On 04/20/2010 02:21 PM, Roy Bamford wrote:
> Thats an interesting concept that I only partly agree with. There is
> one Gentoo. True. The Council heads it up *techncially*. That's
> fairly important. If the council makes a bad decision on behalf of
> Gentoo, its the Foundation that gets sued and ultimately, the trustees
> who go to jail as they have legal responsibility for Gentoo.
I understand what you're getting at.
However, how do you draw the line?
It seems to me that the legal reality is that there is a Gentoo linux
distribution, which the Foundation graciously allows to use the name
"Gentoo", which tends to have overlapping membership, but which is
otherwise fairly independent.
Honestly, in most organizations there would simply be one board of
directors for the whole thing and that is that. This board would be the
final appeal for any matter whether legal, business, technical, human
resources, etc. Now, typically the board appoints people to oversee
these things on a day-to-day basis. If there are multiple boards there
is clear delineation of responsibility and authority, and often a
subordinate relationship.
In any case, my post wasn't really intended to speak to conflicts
between the trustees and the council. I was thinking more about
conflicts between project leads, random developers, etc, and the council.

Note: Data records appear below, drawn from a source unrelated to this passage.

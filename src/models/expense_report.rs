//! Expense report ("boletim") model
//!
//! A boletim is a per diem / reimbursement claim issued to one partner. It is
//! how a partner draws down a positive balance with the company.

use chrono::{DateTime, NaiveDate, Utc};
use serde::{Deserialize, Serialize};
use std::fmt;
use std::str::FromStr;

use super::ids::ExpenseReportId;
use super::money::Money;
use super::partner::Partner;
use super::validation::{check_description, check_amount, RecordValidationError};
use crate::error::AgoraError;

/// Payment state of a boletim
#[derive(Debug, Clone, Copy, PartialEq, Eq, Hash, Serialize, Deserialize, Default)]
#[serde(rename_all = "lowercase")]
pub enum ReportStatus {
    #[default]
    Pending,
    Paid,
}

impl fmt::Display for ReportStatus {
    fn fmt(&self, f: &mut fmt::Formatter<'_>) -> fmt::Result {
        match self {
            Self::Pending => write!(f, "Pending"),
            Self::Paid => write!(f, "Paid"),
        }
    }
}

impl FromStr for ReportStatus {
    type Err = AgoraError;

    fn from_str(s: &str) -> Result<Self, Self::Err> {
        match s.trim().to_ascii_lowercase().as_str() {
            "pending" => Ok(Self::Pending),
            "paid" => Ok(Self::Paid),
            _ => Err(AgoraError::Validation(format!(
                "Unknown expense report status '{}' (use pending or paid)",
                s
            ))),
        }
    }
}

/// A boletim issued to a partner
#[derive(Debug, Clone, Serialize, Deserialize)]
pub struct ExpenseReport {
    pub id: ExpenseReportId,
    pub partner: Partner,
    pub description: String,
    pub amount: Money,

    /// Date the boletim was issued, used for period filtering
    pub issue_date: NaiveDate,

    #[serde(default)]
    pub payment_status: ReportStatus,

    #[serde(default)]
    pub paid_date: Option<NaiveDate>,

    pub created_at: DateTime<Utc>,
    pub updated_at: DateTime<Utc>,
}

impl ExpenseReport {
    pub fn new(
        partner: Partner,
        description: impl Into<String>,
        amount: Money,
        issue_date: NaiveDate,
    ) -> Self {
        let now = Utc::now();
        Self {
            id: ExpenseReportId::new(),
            partner,
            description: description.into(),
            amount,
            issue_date,
            payment_status: ReportStatus::Pending,
            paid_date: None,
            created_at: now,
            updated_at: now,
        }
    }

    pub fn mark_paid(&mut self, on: NaiveDate) {
        self.payment_status = ReportStatus::Paid;
        self.paid_date = Some(on);
        self.updated_at = Utc::now();
    }

    pub fn is_paid(&self) -> bool {
        self.payment_status == ReportStatus::Paid
    }

    pub fn validate(&self) -> Result<(), RecordValidationError> {
        check_description(&self.description)?;
        check_amount(self.amount, "Boletim amount")
    }
}

#[cfg(test)]
mod tests {
    use super::*;

    fn date(y: i32, m: u32, d: u32) -> NaiveDate {
        NaiveDate::from_ymd_opt(y, m, d).unwrap()
    }

    #[test]
    fn test_mark_paid() {
        let mut report = ExpenseReport::new(
            Partner::A,
            "Ajudas de custo Março",
            Money::from_cents(52536),
            date(2025, 3, 31),
        );
        assert!(!report.is_paid());

        report.mark_paid(date(2025, 4, 2));
        assert!(report.is_paid());
        assert_eq!(report.paid_date, Some(date(2025, 4, 2)));
    }

    #[test]
    fn test_status_parse() {
        assert_eq!("Paid".parse::<ReportStatus>().unwrap(), ReportStatus::Paid);
        assert!("overdue".parse::<ReportStatus>().is_err());
    }
}
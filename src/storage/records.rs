//! `Record` implementations for the persisted models

use chrono::{DateTime, NaiveDate, Utc};

use crate::models::{
    CompanyProject, CompanyProjectId, ExpenseReport, ExpenseReportId, FixedExpenseId,
    FixedMonthlyExpense, PersonalExpense, PersonalExpenseId, PersonalProject, ProjectId,
};

use super::repository::Record;

impl Record for PersonalProject {
    type Id = ProjectId;
    const KIND: &'static str = "personal_project";

    fn id(&self) -> ProjectId {
        self.id
    }

    fn record_date(&self) -> Option<NaiveDate> {
        self.invoice_date
    }

    fn created_at(&self) -> DateTime<Utc> {
        self.created_at
    }
}

impl Record for CompanyProject {
    type Id = CompanyProjectId;
    const KIND: &'static str = "company_project";

    fn id(&self) -> CompanyProjectId {
        self.id
    }

    fn record_date(&self) -> Option<NaiveDate> {
        self.invoice_date
    }

    fn created_at(&self) -> DateTime<Utc> {
        self.created_at
    }
}

impl Record for FixedMonthlyExpense {
    type Id = FixedExpenseId;
    const KIND: &'static str = "fixed_expense";

    fn id(&self) -> FixedExpenseId {
        self.id
    }

    fn record_date(&self) -> Option<NaiveDate> {
        Some(self.date)
    }

    fn created_at(&self) -> DateTime<Utc> {
        self.created_at
    }
}

impl Record for PersonalExpense {
    type Id = PersonalExpenseId;
    const KIND: &'static str = "personal_expense";

    fn id(&self) -> PersonalExpenseId {
        self.id
    }

    fn record_date(&self) -> Option<NaiveDate> {
        Some(self.date)
    }

    fn created_at(&self) -> DateTime<Utc> {
        self.created_at
    }
}

impl Record for ExpenseReport {
    type Id = ExpenseReportId;
    const KIND: &'static str = "expense_report";

    fn id(&self) -> ExpenseReportId {
        self.id
    }

    fn record_date(&self) -> Option<NaiveDate> {
        Some(self.issue_date)
    }

    fn created_at(&self) -> DateTime<Utc> {
        self.created_at
    }
}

The trustees and the Gentoo Foundation don't answer to the council.
However, just about all other aspects of the Gentoo distribution do. If
there is not consensus on this then we should make explicit which body
controls what - EVERYTHING in Gentoo should be subordinate to one of
these two bodies, and we should expect the appropriate body to deal with
messes that arise in their domain.
The main reason I wanted to try to make this explicit is that it seems
like I've seen numerous threads where people essentially argue that the
council doesn't have the right to decide this or that. Now, I can see
the legitimacy of this regarding GLEP 39 since the council does need to
answer to the dev body as a whole. However, I don't like the idea that
the council is somehow limited in how it gets involved with day-to-day
distribution matters because it is supposed to be a high and lofty body
that only gets to vote on very specific matters. Sure, as a practical
matter it makes more sense for the council to be an appeals court than a
first-line court, but to go from that to saying that the council can't
take action until after devrel does, or that the devrel lead can't be on
the council, or whatever just doesn't make sense to me. The council
should try to stay above the fray, but if it needs to step in and get
its hands dirty they have that authority. We elect them because we
think they'll have the discretion to do the right thing.
I also am not a big fan of the whole
can't-be-on-council-and-trustees-at-same-time bit either, but that is a
different issue.
I like what you said about being proactive. I don't see the sole
purpose of the Council to be voting on GLEPs. They are the leaders of
Gentoo, so they should lead. Of course, being a volunteer organization
there will be limits to what they can do in this regard.